Nach den ersten drei Quartalen zeichnete sich ein Plus von 13 Prozent mehr Verkehrstoten ab. Bei den Fußgängern war sogar ein sprunghafter Anstieg von 51 Prozent mehr Todesopfern zu registrieren. Die Polizei startet deswegen am kommenden Freitag einen 24-stündigen „Blitz-Marathon“ mit landesweit 1400 Tempo-Kontrollstellen. 
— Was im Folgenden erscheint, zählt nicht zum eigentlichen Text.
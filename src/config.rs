//! Splitter configuration.

use crate::error::{IoiError, IoiResult};
use serde::{Deserialize, Serialize};
use std::collections::HashSet;
use std::fmt;

/// Default minimum number of distinct subjects required on each side of a split.
pub const DEFAULT_MIN_SUBJECTS_PER_LEAF: usize = 10;

/// Threshold recorded for binary splits. Display only; binary splits compare
/// against 0 and 1, never against this value.
pub const BINARY_THRESHOLD: f64 = 0.5;

/// Side of a split a record is sent to.
#[derive(Debug, Clone, Copy, PartialEq, Eq, Hash, Serialize, Deserialize)]
#[serde(rename_all = "lowercase")]
pub enum Direction {
    Left,
    Right,
}

impl Direction {
    pub fn as_str(&self) -> &'static str {
        match self {
            Direction::Left => "left",
            Direction::Right => "right",
        }
    }
}

impl fmt::Display for Direction {
    fn fmt(&self, f: &mut fmt::Formatter<'_>) -> fmt::Result {
        f.write_str(self.as_str())
    }
}

/// How a covariate is split.
#[derive(Debug, Clone, Copy, PartialEq, Eq, Default, Serialize, Deserialize)]
#[serde(rename_all = "lowercase")]
pub enum CovariateKind {
    /// One candidate per distinct observed value, `value <= threshold` goes left.
    #[default]
    Continuous,
    /// A single 0/1 candidate, `value == 0` goes left.
    Binary,
}

impl CovariateKind {
    /// Applies the split rule to one value.
    ///
    /// Anything that does not satisfy the left-hand condition goes right,
    /// including `NaN`, so a partition never drops a row.
    pub fn direction(&self, threshold: f64, value: f64) -> Direction {
        let left = match self {
            CovariateKind::Continuous => value <= threshold,
            CovariateKind::Binary => value == 0.0,
        };
        if left {
            Direction::Left
        } else {
            Direction::Right
        }
    }
}

/// A column considered as a split variable.
#[derive(Debug, Clone, PartialEq, Serialize, Deserialize)]
pub struct Covariate {
    pub name: String,
    #[serde(default)]
    pub kind: CovariateKind,
}

impl Covariate {
    pub fn continuous(name: impl Into<String>) -> Self {
        Covariate {
            name: name.into(),
            kind: CovariateKind::Continuous,
        }
    }

    pub fn binary(name: impl Into<String>) -> Self {
        Covariate {
            name: name.into(),
            kind: CovariateKind::Binary,
        }
    }
}

/// Features to stratify on, covariates to split by, and the leaf-size rule.
///
/// # Example
///
/// ```
/// use stratified_ioi_rs::config::{Covariate, SplitterConfig};
///
/// let config = SplitterConfig::new(
///     vec!["feature1".to_string(), "feature2".to_string()],
///     vec![Covariate::continuous("age"), Covariate::binary("sex")],
/// )
/// .with_min_subjects_per_leaf(2);
/// assert!(config.validate().is_ok());
/// ```
#[derive(Debug, Clone, PartialEq, Serialize, Deserialize)]
pub struct SplitterConfig {
    pub features: Vec<String>,
    pub covariates: Vec<Covariate>,
    #[serde(default = "default_min_subjects_per_leaf")]
    pub min_subjects_per_leaf: usize,
}

fn default_min_subjects_per_leaf() -> usize {
    DEFAULT_MIN_SUBJECTS_PER_LEAF
}

impl SplitterConfig {
    pub fn new(features: Vec<String>, covariates: Vec<Covariate>) -> Self {
        SplitterConfig {
            features,
            covariates,
            min_subjects_per_leaf: DEFAULT_MIN_SUBJECTS_PER_LEAF,
        }
    }

    pub fn with_min_subjects_per_leaf(mut self, min_subjects_per_leaf: usize) -> Self {
        self.min_subjects_per_leaf = min_subjects_per_leaf;
        self
    }

    /// Parses a JSON document and validates it.
    ///
    /// ```json
    /// {
    ///   "features": ["feature1", "feature2"],
    ///   "covariates": [{"name": "age"}, {"name": "sex", "kind": "binary"}],
    ///   "min_subjects_per_leaf": 2
    /// }
    /// ```
    pub fn from_json(json: &str) -> IoiResult<Self> {
        let config: SplitterConfig = serde_json::from_str(json)?;
        config.validate()?;
        Ok(config)
    }

    pub fn validate(&self) -> IoiResult<()> {
        if self.covariates.is_empty() {
            return Err(IoiError::Configuration(
                "at least one covariate is required".into(),
            ));
        }
        if self.features.is_empty() {
            return Err(IoiError::Configuration(
                "at least one feature is required".into(),
            ));
        }
        if self.min_subjects_per_leaf == 0 {
            return Err(IoiError::Configuration(
                "min_subjects_per_leaf must be positive".into(),
            ));
        }
        let mut seen = HashSet::new();
        for covariate in &self.covariates {
            if !seen.insert(covariate.name.as_str()) {
                return Err(IoiError::Configuration(format!(
                    "covariate {} is listed more than once",
                    covariate.name
                )));
            }
        }
        Ok(())
    }
}
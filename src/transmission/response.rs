use base64::Engine;
use base64::engine::general_purpose::STANDARD;
use thiserror::Error;

use super::package::read_xml_entry;
use super::{OutcomeStatus, TransmissionOutcome};
use crate::ubl::xml_utils::{all_element_texts, first_element_text};

/// CDR response code meaning "accepted".
pub const ACCEPTED_CODE: &str = "0";

/// Verdict read from a CDR archive.
#[derive(Debug, Clone, PartialEq, Eq)]
pub struct CdrResponse {
    pub code: String,
    pub description: String,
    pub notes: Vec<String>,
}

impl CdrResponse {
    pub fn is_accepted(&self) -> bool {
        self.code == ACCEPTED_CODE
    }
}

/// Why a CDR archive could not be read.
#[derive(Debug, Error)]
#[non_exhaustive]
pub enum CdrError {
    #[error("CDR archive is unreadable: {0}")]
    Archive(String),

    #[error("CDR XML not found in response archive")]
    MissingXml,

    #[error("CDR XML has no ResponseCode")]
    MissingResponseCode,

    #[error("CDR XML is malformed: {0}")]
    Xml(String),
}

impl CdrError {
    /// Marker stored as the outcome code.
    pub fn code(&self) -> &'static str {
        match self {
            Self::MissingXml => "NO_CDR_XML",
            Self::MissingResponseCode => "NO_RESPONSE_CODE",
            Self::Archive(_) | Self::Xml(_) => "PARSE_ERROR",
        }
    }
}

/// Read the verdict from a CDR zip.
pub fn parse_cdr(archive: &[u8]) -> Result<CdrResponse, CdrError> {
    let (_, xml) = read_xml_entry(archive)
        .map_err(|e| CdrError::Archive(e.to_string()))?
        .ok_or(CdrError::MissingXml)?;

    let xml_err = |e: crate::core::CpeError| CdrError::Xml(e.to_string());
    let code = first_element_text(&xml, "ResponseCode")
        .map_err(xml_err)?
        .map(|c| c.trim().to_string())
        .filter(|c| !c.is_empty())
        .ok_or(CdrError::MissingResponseCode)?;
    let description = first_element_text(&xml, "Description")
        .map_err(xml_err)?
        .unwrap_or_default();
    let notes = all_element_texts(&xml, "Note").map_err(xml_err)?;

    Ok(CdrResponse {
        code,
        description: description.trim().to_string(),
        notes,
    })
}

/// Interpret a raw `sendBill` response body.
///
/// Never fails: faults, missing payloads and unreadable archives become
/// ERROR outcomes. The raw body is kept in every branch.
pub fn parse_response(raw: &[u8]) -> TransmissionOutcome {
    let body = String::from_utf8_lossy(raw);

    match first_element_text(&body, "Fault") {
        Ok(Some(_)) => {
            let code = first_element_text(&body, "faultcode")
                .ok()
                .flatten()
                .filter(|c| !c.is_empty())
                .unwrap_or_else(|| "SOAP_FAULT".to_string());
            let description = first_element_text(&body, "faultstring")
                .ok()
                .flatten()
                .filter(|s| !s.is_empty())
                .unwrap_or_else(|| "Unknown SOAP fault".to_string());
            return TransmissionOutcome::error(code, description, None, raw);
        }
        Ok(None) => {}
        Err(e) => {
            return TransmissionOutcome::error(
                "PARSE_ERROR",
                format!("Error parsing response: {e}"),
                None,
                raw,
            );
        }
    }

    let payload = match first_element_text(&body, "applicationResponse") {
        Ok(Some(p)) if !p.trim().is_empty() => p,
        Ok(_) => {
            return TransmissionOutcome::error(
                "NO_RESPONSE",
                "No application response found",
                None,
                raw,
            );
        }
        Err(e) => {
            return TransmissionOutcome::error(
                "PARSE_ERROR",
                format!("Error parsing response: {e}"),
                None,
                raw,
            );
        }
    };

    let compact: String = payload.chars().filter(|c| !c.is_whitespace()).collect();
    let archive = match STANDARD.decode(compact.as_bytes()) {
        Ok(bytes) => bytes,
        Err(e) => {
            return TransmissionOutcome::error(
                "PARSE_ERROR",
                format!("applicationResponse is not valid base64: {e}"),
                None,
                raw,
            );
        }
    };

    match parse_cdr(&archive) {
        Ok(cdr) => TransmissionOutcome {
            status: if cdr.is_accepted() {
                OutcomeStatus::Accepted
            } else {
                OutcomeStatus::Rejected
            },
            code: cdr.code,
            description: cdr.description,
            notes: cdr.notes,
            archive: Some(archive),
            raw_response: raw.to_vec(),
        },
        Err(e) => TransmissionOutcome::error(e.code(), e.to_string(), Some(archive), raw),
    }
}

/// Whether the body carries a SOAP fault.
pub(crate) fn is_fault(raw: &[u8]) -> bool {
    matches!(
        first_element_text(&String::from_utf8_lossy(raw), "Fault"),
        Ok(Some(_))
    )
}
//! Property-based tests for the IGV arithmetic and document rendering.

use chrono::NaiveDate;
use proptest::prelude::*;
use rust_decimal::Decimal;
use rust_decimal_macros::dec;
use sunat_cpe::core::*;
use sunat_cpe::ubl;

/// Amounts in cents, 0.00 .. 99_999.99.
fn amount() -> impl Strategy<Value = Decimal> {
    (0i64..10_000_000).prop_map(|c| Decimal::new(c, 2))
}

/// Unit prices with up to 4 decimals, 0.0001 .. 9_999.9999.
fn unit_price() -> impl Strategy<Value = Decimal> {
    (1i64..100_000_000).prop_map(|p| Decimal::new(p, 4))
}

fn quantity() -> impl Strategy<Value = Decimal> {
    (1i64..100_000).prop_map(|q| Decimal::new(q, 3))
}

/// Any non-negative decimal: all 96 mantissa bits, every scale 0..=28.
fn any_decimal() -> impl Strategy<Value = Decimal> {
    prop_oneof![
        (any::<u32>(), any::<u32>(), any::<u32>(), 0u32..=28)
            .prop_map(|(lo, mid, hi, scale)| Decimal::from_parts(lo, mid, hi, false, scale)),
        Just(Decimal::MAX),
        Just(MAX_QUANTITY),
        Just(Decimal::from_parts(1, 0, 0, false, 28)),
    ]
}

fn affectation() -> impl Strategy<Value = TaxAffectation> {
    prop_oneof![
        4 => Just(TaxAffectation::Taxed),
        1 => Just(TaxAffectation::Exonerated),
        1 => Just(TaxAffectation::Unaffected),
        1 => Just(TaxAffectation::Export),
    ]
}

fn line() -> impl Strategy<Value = InvoiceLine> {
    (quantity(), unit_price(), affectation(), any::<bool>()).prop_map(|(q, p, a, inclusive)| {
        let builder = LineBuilder::new("Articulo", q, p).affectation(a);
        if inclusive {
            builder.build()
        } else {
            builder.net_price().build()
        }
    })
}

fn header(number: u32) -> DocumentHeader {
    DocumentHeader {
        document_type: DocumentType::Invoice,
        series: "F001".into(),
        number,
        issue_date: NaiveDate::from_ymd_opt(2024, 5, 2).unwrap(),
        currency: "PEN".into(),
        operation_type: "0101".into(),
        environment: SunatEnvironment::Beta,
        reference: None,
    }
}

fn issuer() -> Issuer {
    IssuerBuilder::new("20123456789", "LAPIZ Y PAPEL S.A.C.")
        .address(AddressBuilder::new("150101", "AV. ABANCAY 123").build())
        .build()
}

proptest! {
    #[test]
    fn inclusive_split_reconciles_to_the_tendered_amount(total in amount()) {
        let s = split_amount(total, true, DEFAULT_IGV_RATE).unwrap();
        prop_assert_eq!(s.subtotal + s.tax, s.total);
        prop_assert_eq!(s.total, total);
        prop_assert!(s.tax >= Decimal::ZERO);
    }

    #[test]
    fn exclusive_split_adds_rounded_tax(subtotal in amount()) {
        let s = split_amount(subtotal, false, DEFAULT_IGV_RATE).unwrap();
        prop_assert_eq!(s.subtotal, subtotal);
        prop_assert_eq!(s.tax, round_half_up(subtotal * dec!(0.18), 2));
        prop_assert_eq!(s.total, s.subtotal + s.tax);
    }

    #[test]
    fn every_line_and_the_document_reconcile(lines in prop::collection::vec(line(), 1..20)) {
        let b = compute_breakdown(&lines, DEFAULT_IGV_RATE).unwrap();

        for lb in &b.lines {
            prop_assert_eq!(lb.subtotal + lb.tax, lb.total);
            prop_assert_eq!(round_half_up(lb.subtotal, 2), lb.subtotal);
            prop_assert_eq!(round_half_up(lb.tax, 2), lb.tax);
        }
        let subtotal: Decimal = b.lines.iter().map(|l| l.subtotal).sum();
        let tax: Decimal = b.lines.iter().map(|l| l.tax).sum();
        prop_assert_eq!(b.subtotal, subtotal);
        prop_assert_eq!(b.tax_amount, tax);
        prop_assert_eq!(b.total, b.subtotal + b.tax_amount);
        prop_assert_eq!(
            b.taxed_base + b.exonerated_base + b.unaffected_base + b.export_base,
            b.subtotal
        );
        prop_assert!(validate_breakdown(&b).is_empty());
    }

    #[test]
    fn breakdown_never_panics_across_the_decimal_range(
        q in any_decimal(),
        p in any_decimal(),
        a in affectation(),
        inclusive in any::<bool>(),
    ) {
        let mut line = LineBuilder::new("Articulo", q, p).affectation(a).build();
        line.price_includes_tax = inclusive;
        let in_range = q <= MAX_QUANTITY && p <= MAX_UNIT_PRICE;

        let result = compute_breakdown(std::slice::from_ref(&line), DEFAULT_IGV_RATE);
        prop_assert_eq!(result.is_ok(), in_range);
        prop_assert_eq!(validate_lines(&[line]).is_empty(), in_range);
        if let Ok(b) = result {
            prop_assert!(validate_breakdown(&b).is_empty());
        }
    }

    #[test]
    fn untaxed_lines_carry_no_tax(q in quantity(), p in unit_price()) {
        let line = LineBuilder::new("Libro", q, p)
            .affectation(TaxAffectation::Exonerated)
            .build();
        let b = compute_breakdown(&[line], DEFAULT_IGV_RATE).unwrap();
        prop_assert_eq!(b.tax_amount, Decimal::ZERO);
        prop_assert_eq!(b.exonerated_base, b.subtotal);
    }

    #[test]
    fn rendering_is_deterministic(
        lines in prop::collection::vec(line(), 1..6),
        number in 1u32..=MAX_CORRELATIVE,
    ) {
        let b = compute_breakdown(&lines, DEFAULT_IGV_RATE).unwrap();
        let customer = Customer::with_ruc("20987654321", "CLIENTE SAC");
        let first = ubl::build(&header(number), &issuer(), &customer, &lines, &b).unwrap();
        let second = ubl::build(&header(number), &issuer(), &customer, &lines, &b).unwrap();
        prop_assert_eq!(&first, &second);

        let expected_id = format!("F001-{number:08}");
        let id = ubl::first_element_text(&first, "ID").unwrap();
        prop_assert_eq!(id.as_deref(), Some(expected_id.as_str()));
    }

    #[test]
    fn document_id_round_trips(number in 1u32..=MAX_CORRELATIVE) {
        let n = DocumentNumber::new("B001", number);
        prop_assert_eq!(DocumentNumber::parse(&n.document_id()).unwrap(), n);
    }
}

#[test]
fn reference_values() {
    let inclusive = split_amount(dec!(118.00), true, dec!(0.18)).unwrap();
    assert_eq!(inclusive.subtotal, dec!(100.00));
    assert_eq!(inclusive.tax, dec!(18.00));

    let exclusive = split_amount(dec!(100.00), false, dec!(0.18)).unwrap();
    assert_eq!(exclusive.tax, dec!(18.00));
    assert_eq!(exclusive.total, dec!(118.00));
}
#![no_main]

use libfuzzer_sys::fuzz_target;
use sunat_cpe::core::DocumentNumber;

fuzz_target!(|data: &[u8]| {
    if let Ok(s) = std::str::from_utf8(data) {
        if let Ok(n) = DocumentNumber::parse(s) {
            // Parsed ids re-render to something that parses to the same value.
            assert_eq!(DocumentNumber::parse(&n.document_id()).ok(), Some(n));
        }
    }
});
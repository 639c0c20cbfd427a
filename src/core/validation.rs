use rust_decimal::Decimal;

use super::catalogs;
use super::error::ValidationError;
use super::numbering::{DocumentNumber, MAX_CORRELATIVE, validate_series};
use super::tax::{MAX_QUANTITY, MAX_UNIT_PRICE};
use super::types::*;

/// Maximum length of a line description.
pub const MAX_DESCRIPTION_LEN: usize = 500;

/// Validate every input the builder consumes.
/// Returns all validation errors found (not just the first).
pub fn validate_document(
    header: &DocumentHeader,
    issuer: &Issuer,
    customer: &Customer,
    lines: &[InvoiceLine],
) -> Vec<ValidationError> {
    let mut errors = validate_header(header);
    errors.extend(validate_issuer(issuer));
    errors.extend(validate_customer(customer, header.document_type));
    errors.extend(validate_lines(lines));
    errors
}

/// Header checks: series, correlative range, currency, note reference.
pub fn validate_header(header: &DocumentHeader) -> Vec<ValidationError> {
    let mut errors = validate_series(&header.series, header.document_type);

    if header.number == 0 || header.number > MAX_CORRELATIVE {
        errors.push(ValidationError::new(
            "number",
            format!("correlative {} must be in 1..={MAX_CORRELATIVE}", header.number),
        ));
    }

    errors.extend(validate_currency(&header.currency));

    if header.operation_type.len() != 4 || !is_digits(&header.operation_type) {
        errors.push(ValidationError::new(
            "operation_type",
            format!(
                "operation type '{}' must be a 4-digit catalog 51 code",
                header.operation_type
            ),
        ));
    }

    errors.extend(validate_note_reference(
        header.document_type,
        header.reference.as_ref(),
    ));

    errors
}

/// Issuer checks. A missing registration address type code is rejected by
/// the authority with error 3030, so it is caught here.
pub fn validate_issuer(issuer: &Issuer) -> Vec<ValidationError> {
    let mut errors = Vec::new();

    if issuer.ruc.len() != 11 || !is_digits(&issuer.ruc) {
        errors.push(ValidationError::with_rule(
            "issuer.ruc",
            format!("RUC '{}' must be 11 digits", issuer.ruc),
            "1034",
        ));
    }
    if issuer.legal_name.trim().is_empty() {
        errors.push(ValidationError::with_rule(
            "issuer.legal_name",
            "legal name must not be empty",
            "1037",
        ));
    }

    let addr = &issuer.address;
    if addr.address_type_code.trim().is_empty() {
        errors.push(ValidationError::with_rule(
            "issuer.address.address_type_code",
            "registration address type code is required",
            "3030",
        ));
    } else if addr.address_type_code.len() != 4 || !is_digits(&addr.address_type_code) {
        errors.push(ValidationError::with_rule(
            "issuer.address.address_type_code",
            format!(
                "address type code '{}' must be 4 digits",
                addr.address_type_code
            ),
            "3030",
        ));
    }
    if addr.ubigeo.len() != 6 || !is_digits(&addr.ubigeo) {
        errors.push(ValidationError::with_rule(
            "issuer.address.ubigeo",
            format!("ubigeo '{}' must be 6 digits", addr.ubigeo),
            "4041",
        ));
    }
    if addr.country_code.len() != 2 || !addr.country_code.chars().all(|c| c.is_ascii_uppercase())
    {
        errors.push(ValidationError::new(
            "issuer.address.country_code",
            format!("country code '{}' must be ISO 3166-1 alpha-2", addr.country_code),
        ));
    }

    errors
}
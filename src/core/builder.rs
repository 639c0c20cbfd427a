use rust_decimal::Decimal;

use super::catalogs;
use super::types::*;

/// Builder for the issuing company.
///
/// ```
/// use sunat_cpe::core::*;
///
/// let issuer = IssuerBuilder::new("20123456789", "LAPIZ Y PAPEL S.A.C.")
///     .trade_name("LAPIZ Y PAPEL")
///     .address(AddressBuilder::new("150101", "AV. ABANCAY 123").district("LIMA").build())
///     .build();
/// assert_eq!(issuer.address.address_type_code, "0000");
/// ```
pub struct IssuerBuilder {
    ruc: String,
    legal_name: String,
    trade_name: Option<String>,
    address: Option<RegistrationAddress>,
}

impl IssuerBuilder {
    pub fn new(ruc: impl Into<String>, legal_name: impl Into<String>) -> Self {
        Self {
            ruc: ruc.into(),
            legal_name: legal_name.into(),
            trade_name: None,
            address: None,
        }
    }

    pub fn trade_name(mut self, name: impl Into<String>) -> Self {
        self.trade_name = Some(name.into());
        self
    }

    pub fn address(mut self, address: RegistrationAddress) -> Self {
        self.address = Some(address);
        self
    }

    /// Build the issuer. Without an explicit address, an empty Lima
    /// address is used; validation will flag its missing ubigeo.
    pub fn build(self) -> Issuer {
        Issuer {
            ruc: self.ruc,
            legal_name: self.legal_name,
            trade_name: self.trade_name,
            address: self
                .address
                .unwrap_or_else(|| AddressBuilder::new("", "").build()),
        }
    }
}

/// Builder for a registration address. Defaults to the fiscal domicile
/// (`AddressTypeCode` `0000`) in Lima, Peru.
pub struct AddressBuilder {
    ubigeo: String,
    line: String,
    address_type_code: String,
    district: String,
    province: String,
    department: String,
    country_code: String,
}

impl AddressBuilder {
    pub fn new(ubigeo: impl Into<String>, line: impl Into<String>) -> Self {
        Self {
            ubigeo: ubigeo.into(),
            line: line.into(),
            address_type_code: "0000".to_string(),
            district: String::new(),
            province: "LIMA".to_string(),
            department: "LIMA".to_string(),
            country_code: "PE".to_string(),
        }
    }

    pub fn address_type_code(mut self, code: impl Into<String>) -> Self {
        self.address_type_code = code.into();
        self
    }

    pub fn district(mut self, district: impl Into<String>) -> Self {
        self.district = district.into();
        self
    }

    pub fn province(mut self, province: impl Into<String>) -> Self {
        self.province = province.into();
        self
    }

    pub fn department(mut self, department: impl Into<String>) -> Self {
        self.department = department.into();
        self
    }

    pub fn country(mut self, code: impl Into<String>) -> Self {
        self.country_code = code.into();
        self
    }

    pub fn build(self) -> RegistrationAddress {
        RegistrationAddress {
            ubigeo: self.ubigeo,
            address_type_code: self.address_type_code,
            district: self.district,
            province: self.province,
            department: self.department,
            line: self.line,
            country_code: self.country_code,
        }
    }
}

impl Customer {
    /// A customer identified by RUC.
    pub fn with_ruc(ruc: impl Into<String>, name: impl Into<String>) -> Self {
        Self {
            identity_type: catalogs::IDENTITY_RUC.to_string(),
            identity_number: ruc.into(),
            name: name.into(),
            address: None,
        }
    }

    /// A customer identified by DNI.
    pub fn with_dni(dni: impl Into<String>, name: impl Into<String>) -> Self {
        Self {
            identity_type: catalogs::IDENTITY_DNI.to_string(),
            identity_number: dni.into(),
            name: name.into(),
            address: None,
        }
    }

    /// The walk-in customer of a low-value receipt.
    pub fn anonymous() -> Self {
        Self {
            identity_type: catalogs::IDENTITY_NONE.to_string(),
            identity_number: "-".to_string(),
            name: "CLIENTES VARIOS".to_string(),
            address: None,
        }
    }

    pub fn address(mut self, address: impl Into<String>) -> Self {
        self.address = Some(address.into());
        self
    }
}

/// Builder for invoice lines. Defaults to a taxed unit (`NIU`) whose
/// price already includes IGV, which is how point-of-sale prices are shown.
///
/// ```
/// use sunat_cpe::core::*;
/// use rust_decimal_macros::dec;
///
/// let line = LineBuilder::new("Cuaderno A4", dec!(3), dec!(4.50))
///     .product_code("CUA-A4")
///     .build();
/// assert!(line.price_includes_tax);
/// assert_eq!(line.unit_code, "NIU");
/// ```
pub struct LineBuilder {
    description: String,
    quantity: Decimal,
    unit_price: Decimal,
    unit_code: String,
    tax_affectation: TaxAffectation,
    price_includes_tax: bool,
    product_code: Option<String>,
}

impl LineBuilder {
    pub fn new(description: impl Into<String>, quantity: Decimal, unit_price: Decimal) -> Self {
        Self {
            description: description.into(),
            quantity,
            unit_price,
            unit_code: "NIU".to_string(),
            tax_affectation: TaxAffectation::Taxed,
            price_includes_tax: true,
            product_code: None,
        }
    }

    pub fn unit_code(mut self, code: impl Into<String>) -> Self {
        self.unit_code = code.into();
        self
    }

    pub fn affectation(mut self, affectation: TaxAffectation) -> Self {
        self.tax_affectation = affectation;
        self
    }

    /// Mark the unit price as tax-exclusive.
    pub fn net_price(mut self) -> Self {
        self.price_includes_tax = false;
        self
    }

    pub fn product_code(mut self, code: impl Into<String>) -> Self {
        self.product_code = Some(code.into());
        self
    }

    pub fn build(self) -> InvoiceLine {
        InvoiceLine {
            description: self.description,
            quantity: self.quantity,
            unit_price: self.unit_price,
            unit_code: self.unit_code,
            tax_affectation: self.tax_affectation,
            price_includes_tax: self.price_includes_tax,
            product_code: self.product_code,
        }
    }
}
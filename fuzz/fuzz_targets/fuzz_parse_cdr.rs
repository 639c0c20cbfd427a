#![no_main]

use libfuzzer_sys::fuzz_target;

fuzz_target!(|data: &[u8]| {
    let _ = sunat_cpe::transmission::parse_cdr(data);
});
  „Gerade an den Wochenenden sterben auf unseren Straßen viele Verkehrsteilnehmer. Oft sind es sechs Menschen. Wir müssen deshalb in die Köpfe aller Verkehrsteilnehmer kriegen, dass zu hohe Geschwindigkeit der Killer Nr.1 ist“, erklärte Innenminister Ralf Jäger am Montag in Düsseldorf. „Verantwortungsvolles Fahren heißt sich an die Geschwindigkeitsbegrenzungen halten und zwar überall.“

Jäger: "Wir meinen es ernst!"

„Wir wollen mit unserem Blitz-Marathon unmissverständlich klar machen: Wir meinen es ernst! Wir nehmen die vielen Toten und Verletzten nicht hin. Ein totes Kind, eine tote Mutter, ein toter Vater bedeutet Trauer, Schock, Wut und Verzweifelung für mehr als 100 Menschen“, betonte der Innenminister.